++++ SOURCE MATERIAL ++++

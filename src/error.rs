//! Errors that can terminate a relayed request.
//!
//! Every failure anywhere in a handler collapses into exactly one of these.
//! None of them are retried. At the Lambda boundary they get boxed into
//! `lambda_runtime::Error` and the message is all the caller ever sees.

use thiserror::Error;

#[derive(Debug, Error)]
pub enum AdapterError {
    #[error("malformed input: {0}")]
    MalformedInput(String),

    /// A required query parameter was absent or empty. `value` is the text
    /// that we got, or `null` if there was nothing at all.
    #[error("Invalid {name} query parameter '{value}'")]
    MissingParameter { name: &'static str, value: String },

    #[error("missing credential: no '{0}' header")]
    MissingCredential(&'static str),

    #[error("Unknown path '{0}'")]
    UnknownRoute(String),

    #[error("upstream responded with status {status}: {body}")]
    UpstreamFailure { status: u16, body: String },

    #[error("MQTT failure: {0}")]
    MqttFailure(String),

    #[error("transport failure: {0}")]
    TransportFailure(String),

    #[error("no response from upstream within {0} ms")]
    Timeout(u64),
}

impl AdapterError {
    /// Build a `MissingParameter` error for a query parameter value that
    /// was absent or unusable.
    pub fn missing_parameter(name: &'static str, value: Option<&str>) -> Self {
        AdapterError::MissingParameter {
            name,
            value: value.unwrap_or("null").to_owned(),
        }
    }
}

impl From<serde_json::Error> for AdapterError {
    fn from(e: serde_json::Error) -> Self {
        AdapterError::MalformedInput(e.to_string())
    }
}

#[cfg(test)]
mod tests {
    use super::*;

    #[test]
    fn parameter_messages() {
        let e = AdapterError::missing_parameter("URL", None);
        assert_eq!(e.to_string(), "Invalid URL query parameter 'null'");

        let e = AdapterError::missing_parameter("'dataname'", Some(""));
        assert_eq!(e.to_string(), "Invalid 'dataname' query parameter ''");
    }

    #[test]
    fn unknown_route_message() {
        let e = AdapterError::UnknownRoute("/unknown".to_owned());
        assert_eq!(e.to_string(), "Unknown path '/unknown'");
    }
}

++++

→ ASSIGNMENT: Identify and extract each line of the listing that contains "body".

→ TASK RESPONSE:
    #[error("upstream responded with status {status}: {body}")]
    UpstreamFailure { status: u16, body: String },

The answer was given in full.